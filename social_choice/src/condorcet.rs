use itertools::Itertools;
use log::{debug, info, warn};
use std::collections::BTreeMap;

use crate::config::*;
use crate::pairwise::{build_matrix, PairwiseMatrix};

/// Above this many candidates, `kemeny_young` refuses to enumerate the orderings.
pub const KEMENY_MAX_CANDIDATES: usize = 8;

fn decide(
    method: &str,
    candidates: &[Candidate],
    tallies: BTreeMap<String, f64>,
    winner_id: Option<&str>,
) -> Results {
    let winner = winner_id.and_then(|cid| crate::find_candidate(candidates, cid));
    info!(
        "{}: winner {:?}, tallies {:?}",
        method,
        winner.as_ref().map(|c| &c.id),
        tallies
    );
    Results {
        winner,
        rounds: vec![crate::single_round(tallies)],
    }
}

fn per_candidate<F>(m: &PairwiseMatrix, f: F) -> BTreeMap<String, f64>
where
    F: Fn(usize) -> f64,
{
    m.candidate_ids()
        .iter()
        .enumerate()
        .map(|(i, cid)| (cid.clone(), f(i)))
        .collect()
}

/// Minimax: the candidate whose worst pairwise margin of defeat is the smallest.
///
/// The recorded tally is that worst margin (negative when the candidate beats
/// everybody).
pub fn minimax<B: RankedBallot>(candidates: &[Candidate], ballots: &[B]) -> Results {
    if candidates.is_empty() || ballots.is_empty() {
        return Results::empty();
    }
    let m = build_matrix(candidates, ballots);
    let n = m.len();
    let worst = per_candidate(&m, |x| {
        (0..n)
            .filter(|&y| y != x)
            .map(|y| m.get_idx(y, x) as i64 - m.get_idx(x, y) as i64)
            .max()
            .unwrap_or(0) as f64
    });
    let winner_id = crate::argmin(&worst).map(|s| s.to_string());
    decide("minimax", candidates, worst, winner_id.as_deref())
}

/// Copeland: +1 for every pairwise victory, -1 for every defeat.
pub fn copeland<B: RankedBallot>(candidates: &[Candidate], ballots: &[B]) -> Results {
    if candidates.is_empty() || ballots.is_empty() {
        return Results::empty();
    }
    let m = build_matrix(candidates, ballots);
    let n = m.len();
    let score = per_candidate(&m, |x| {
        (0..n)
            .filter(|&y| y != x)
            .map(|y| match m.get_idx(x, y).cmp(&m.get_idx(y, x)) {
                std::cmp::Ordering::Greater => 1.0,
                std::cmp::Ordering::Less => -1.0,
                std::cmp::Ordering::Equal => 0.0,
            })
            .sum()
    });
    let winner_id = crate::argmax(&score).map(|s| s.to_string());
    decide("copeland", candidates, score, winner_id.as_deref())
}

/// Black's rule: the Condorcet winner if there is one, Borda count otherwise.
pub fn black_rule<B: RankedBallot>(candidates: &[Candidate], ballots: &[B]) -> Results {
    if candidates.is_empty() || ballots.is_empty() {
        return Results::empty();
    }
    let m = build_matrix(candidates, ballots);
    match m.condorcet_winner() {
        Some(cid) => {
            let n = m.len();
            let wins = per_candidate(&m, |x| {
                (0..n)
                    .filter(|&y| y != x && m.get_idx(x, y) > m.get_idx(y, x))
                    .count() as f64
            });
            let cid = cid.to_string();
            decide("black_rule", candidates, wins, Some(cid.as_str()))
        }
        None => {
            debug!("black_rule: no condorcet winner, falling back to borda");
            crate::positional::borda_count(candidates, ballots)
        }
    }
}

/// The Smith set: the smallest non-empty set of candidates that each beat every
/// candidate outside of it. Returned in registration order.
pub fn smith_set<B: RankedBallot>(
    candidates: &[Candidate],
    ballots: &[B],
) -> Vec<Candidate> {
    if candidates.is_empty() {
        return Vec::new();
    }
    let m = build_matrix(candidates, ballots);
    let n = m.len();
    // reach[x][y]: x reaches y through a chain of pairwise wins or ties.
    let mut reach: Vec<Vec<bool>> = (0..n)
        .map(|x| (0..n).map(|y| x == y || m.get_idx(x, y) >= m.get_idx(y, x)).collect())
        .collect();
    for k in 0..n {
        for x in 0..n {
            if reach[x][k] {
                for y in 0..n {
                    if reach[k][y] {
                        reach[x][y] = true;
                    }
                }
            }
        }
    }
    let res: Vec<Candidate> = candidates
        .iter()
        .enumerate()
        .filter(|(x, _)| reach[*x].iter().all(|r| *r))
        .map(|(_, c)| c.clone())
        .collect();
    debug!(
        "smith_set: {:?}",
        res.iter().map(|c| c.id.as_str()).collect::<Vec<_>>()
    );
    res
}

/// Instant-runoff restricted to the Smith set, over the original ballots.
pub fn smith_irv<B: RankedBallot>(candidates: &[Candidate], ballots: &[B]) -> Results {
    smith_irv_with_rules(candidates, ballots, &VoteRules::DEFAULT_RULES)
}

pub fn smith_irv_with_rules<B: RankedBallot>(
    candidates: &[Candidate],
    ballots: &[B],
    rules: &VoteRules,
) -> Results {
    if candidates.is_empty() || ballots.is_empty() {
        return Results::empty();
    }
    let smith = smith_set(candidates, ballots);
    info!("smith_irv: {} of {} candidates in the smith set", smith.len(), candidates.len());
    crate::elimination::instant_runoff_with_rules(&smith, ballots, rules)
}

/// Ranked pairs (Tideman).
///
/// Pairs are locked by decreasing margin; equal margins are taken by winner id,
/// then loser id. A pair is skipped when its loser already reaches its winner
/// through locked edges. Tied pairs are never locked. The tally is the number of
/// locked edges pointing at each candidate; the winner is the source of the
/// graph.
pub fn ranked_pairs<B: RankedBallot>(candidates: &[Candidate], ballots: &[B]) -> Results {
    if candidates.is_empty() || ballots.is_empty() {
        return Results::empty();
    }
    let m = build_matrix(candidates, ballots);
    let ids = m.candidate_ids();
    let n = m.len();

    let mut pairs: Vec<(i64, usize, usize)> = Vec::new();
    for i in 0..n {
        for j in 0..n {
            let margin = m.get_idx(i, j) as i64 - m.get_idx(j, i) as i64;
            if i != j && margin > 0 {
                pairs.push((margin, i, j));
            }
        }
    }
    pairs.sort_by(|a, b| {
        b.0.cmp(&a.0)
            .then_with(|| ids[a.1].cmp(&ids[b.1]))
            .then_with(|| ids[a.2].cmp(&ids[b.2]))
    });

    let mut locked: Vec<Vec<bool>> = vec![vec![false; n]; n];
    for (margin, w, l) in pairs {
        if reaches(&locked, l, w) {
            debug!(
                "ranked_pairs: skipping {} > {} ({}): creates a cycle",
                ids[w], ids[l], margin
            );
        } else {
            debug!("ranked_pairs: locking {} > {} ({})", ids[w], ids[l], margin);
            locked[w][l] = true;
        }
    }

    let in_degree = per_candidate(&m, |x| (0..n).filter(|&y| locked[y][x]).count() as f64);
    let winner_id = crate::argmin(&in_degree).map(|s| s.to_string());
    decide("ranked_pairs", candidates, in_degree, winner_id.as_deref())
}

// Depth-first search over the locked edges.
fn reaches(locked: &[Vec<bool>], from: usize, to: usize) -> bool {
    let mut visited = vec![false; locked.len()];
    let mut stack = vec![from];
    while let Some(x) = stack.pop() {
        if x == to {
            return true;
        }
        if visited[x] {
            continue;
        }
        visited[x] = true;
        for (y, &edge) in locked[x].iter().enumerate() {
            if edge && !visited[y] {
                stack.push(y);
            }
        }
    }
    false
}

/// Schulze method. The strongest beatpaths are computed with a Floyd-Warshall
/// style relaxation; the winner is the smallest id whose beatpath to every
/// other candidate is at least as strong as the path back. The tally counts
/// the beatpath victories of each candidate.
pub fn schulze_method<B: RankedBallot>(
    candidates: &[Candidate],
    ballots: &[B],
) -> Results {
    if candidates.is_empty() || ballots.is_empty() {
        return Results::empty();
    }
    let m = build_matrix(candidates, ballots);
    let n = m.len();
    let mut p: Vec<Vec<u64>> = (0..n)
        .map(|i| {
            (0..n)
                .map(|j| {
                    if i != j && m.get_idx(i, j) > m.get_idx(j, i) {
                        m.get_idx(i, j)
                    } else {
                        0
                    }
                })
                .collect()
        })
        .collect();
    for i in 0..n {
        for j in 0..n {
            if i == j {
                continue;
            }
            for k in 0..n {
                if k != i && k != j {
                    p[j][k] = p[j][k].max(p[j][i].min(p[i][k]));
                }
            }
        }
    }
    debug!("schulze_method: beatpaths: {:?}", p);

    let beatpath_wins = per_candidate(&m, |x| (0..n).filter(|&y| p[x][y] > p[y][x]).count() as f64);
    let mut order: Vec<usize> = (0..n).collect();
    order.sort_by(|&a, &b| m.candidate_ids()[a].cmp(&m.candidate_ids()[b]));
    let winner_id = order
        .into_iter()
        .find(|&x| (0..n).all(|y| p[x][y] >= p[y][x]))
        .map(|x| m.candidate_ids()[x].clone())
        .or_else(|| crate::argmax(&beatpath_wins).map(|s| s.to_string()));
    decide("schulze_method", candidates, beatpath_wins, winner_id.as_deref())
}

/// Kemeny-Young: the head of the ordering that agrees with the most pairwise
/// preferences.
///
/// Every ordering of the candidates is scored, which takes factorial time.
/// With more than [`KEMENY_MAX_CANDIDATES`] candidates the search is refused:
/// no winner and no rounds. Among equally good orderings, the first in
/// lexicographic order of ids is kept. The tally of a candidate is the best
/// score of the orderings it heads.
pub fn kemeny_young<B: RankedBallot>(candidates: &[Candidate], ballots: &[B]) -> Results {
    if candidates.is_empty() || ballots.is_empty() {
        return Results::empty();
    }
    if candidates.len() > KEMENY_MAX_CANDIDATES {
        warn!(
            "kemeny_young: {} candidates exceed the limit of {}, not resolving",
            candidates.len(),
            KEMENY_MAX_CANDIDATES
        );
        return Results::empty();
    }
    let m = build_matrix(candidates, ballots);
    let ids = m.candidate_ids();
    let mut sorted_idx: Vec<usize> = (0..m.len()).collect();
    sorted_idx.sort_by(|&a, &b| ids[a].cmp(&ids[b]));

    let mut best: Option<(u64, Vec<usize>)> = None;
    let mut best_by_head: BTreeMap<String, f64> = BTreeMap::new();
    for perm in sorted_idx.iter().cloned().permutations(sorted_idx.len()) {
        let score: u64 = perm
            .iter()
            .enumerate()
            .flat_map(|(pos, &i)| perm[pos + 1..].iter().map(move |&j| (i, j)))
            .map(|(i, j)| m.get_idx(i, j))
            .sum();
        let head = best_by_head.entry(ids[perm[0]].clone()).or_insert(0.0);
        *head = head.max(score as f64);
        if best.as_ref().map_or(true, |(s, _)| score > *s) {
            best = Some((score, perm));
        }
    }
    debug!("kemeny_young: best ordering {:?}", best);
    let winner_id = best.map(|(_, perm)| ids[perm[0]].clone());
    decide("kemeny_young", candidates, best_by_head, winner_id.as_deref())
}

/// Approximation of the Dodgson score: the sum of the pairwise margins by which
/// a candidate is beaten. The exact Dodgson distance (adjacent swaps needed to
/// make a candidate the Condorcet winner) is NP-hard and is not computed.
/// Lowest wins.
pub fn dodgson<B: RankedBallot>(candidates: &[Candidate], ballots: &[B]) -> Results {
    deficit_rule("dodgson", candidates, ballots)
}

/// Approximation of the Young score, using the same deficit as [`dodgson`].
pub fn young<B: RankedBallot>(candidates: &[Candidate], ballots: &[B]) -> Results {
    deficit_rule("young", candidates, ballots)
}

fn deficit_rule<B: RankedBallot>(
    method: &str,
    candidates: &[Candidate],
    ballots: &[B],
) -> Results {
    if candidates.is_empty() || ballots.is_empty() {
        return Results::empty();
    }
    let m = build_matrix(candidates, ballots);
    let n = m.len();
    let deficits = per_candidate(&m, |x| {
        (0..n)
            .filter(|&y| y != x)
            .map(|y| (m.get_idx(y, x) as i64 - m.get_idx(x, y) as i64).max(0))
            .sum::<i64>() as f64
    });
    let winner_id = crate::argmin(&deficits).map(|s| s.to_string());
    decide(method, candidates, deficits, winner_id.as_deref())
}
# # # #
- [WORK TO COMPLETE] Of the lines in the data above, some may include the word "decide"; state how many, with no added words.

- [ANSWER TO THIS PROBLEM] 8